Russian Hackers Indicted for Yahoo Breaches
When Yahoo disclosed last year that more than 500 million of its user accounts had been hacked, the company blamed state-sponsored hackers. Now there's proof that some of those hackers were working for a Russian spy agency.
A federal grand jury indicted four alleged hackers on Wednesday, including two officers of the Russian Federal Security Service (FSB). The defendants stole information from at least 500 million Yahoo accounts, according to the U.S. Department of Justice, using it to hack into numerous accounts at other email providers and even steal credit card numbers.
The indicted hackers are FSB officers Dmitry Dokuchaev and Igor Sushchin, Russian national Alexsey Belan and Canadian Karim Baratov. They conspired to hack Yahoo as early as 2014, according to the DOJ, and were successful in repeatedly accessing the company's user accounts until September 2016, when Yahoo disclosed the breach and notified potentially affected users.
The indictment includes 47 counts of conspiracy to commit espionage, wire fraud, computer device fraud and identity theft, among other crimes. Belan initiated the hack in November 2014 by stealing Yahoo's cookie "minting" source code, which enabled the defendants to manufacture account cookies to then gain access to individual user accounts, according to the indictment.
Some of the accounts the hackers had access to include those belonging to Russian journalists, U.S. and Russian government officials and employees of financial, transportation and other companies, the DOJ said.

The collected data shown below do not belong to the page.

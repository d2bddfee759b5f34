pub mod browse;
pub mod catalog;
pub mod projection;
pub mod random;
pub mod ratings;
pub mod recommendations;
pub mod statistics;

#[cfg(test)]
pub(crate) mod fixtures;

pub use browse::{CatalogBrowser, SearchFilter};
pub use catalog::CatalogService;
pub use projection::{CatalogIndex, Projector, UNKNOWN_AUTHOR};
pub use random::{FixedSequence, RandomSource, SeededRandom, ThreadRandom};
pub use ratings::RatingAggregator;
pub use recommendations::{Recommender, DEFAULT_LIMIT};
pub use statistics::StatisticsEngine;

The individual targets were not disclosed. U.S. Attorney General Jeff Sessions said in a statement that the attack was "one of the largest data breaches in history."
"The indictment unequivocally shows the attacks on Yahoo were state-sponsored," Yahoo Assistant General Counsel Chris Madsen said in a statement. "We are deeply grateful to the FBI for investigating these crimes and the DOJ for bringing charges against those responsible."
After it disclosed the state-sponsored attack in September, Yahoo announced an even larger breach that affected 1 billion user accounts in December. The company said the two attacks were likely unrelated, though it was unable to identify how the 1 billion accounts in the second attack were compromised. Earlier this month, Yahoo also revealed a breach of 32 million accounts.
All these attacks ultimately jeopardized the Yahoo-Verizon deal; in February, Verizon reduced its purchase price of Yahoo by $350 million.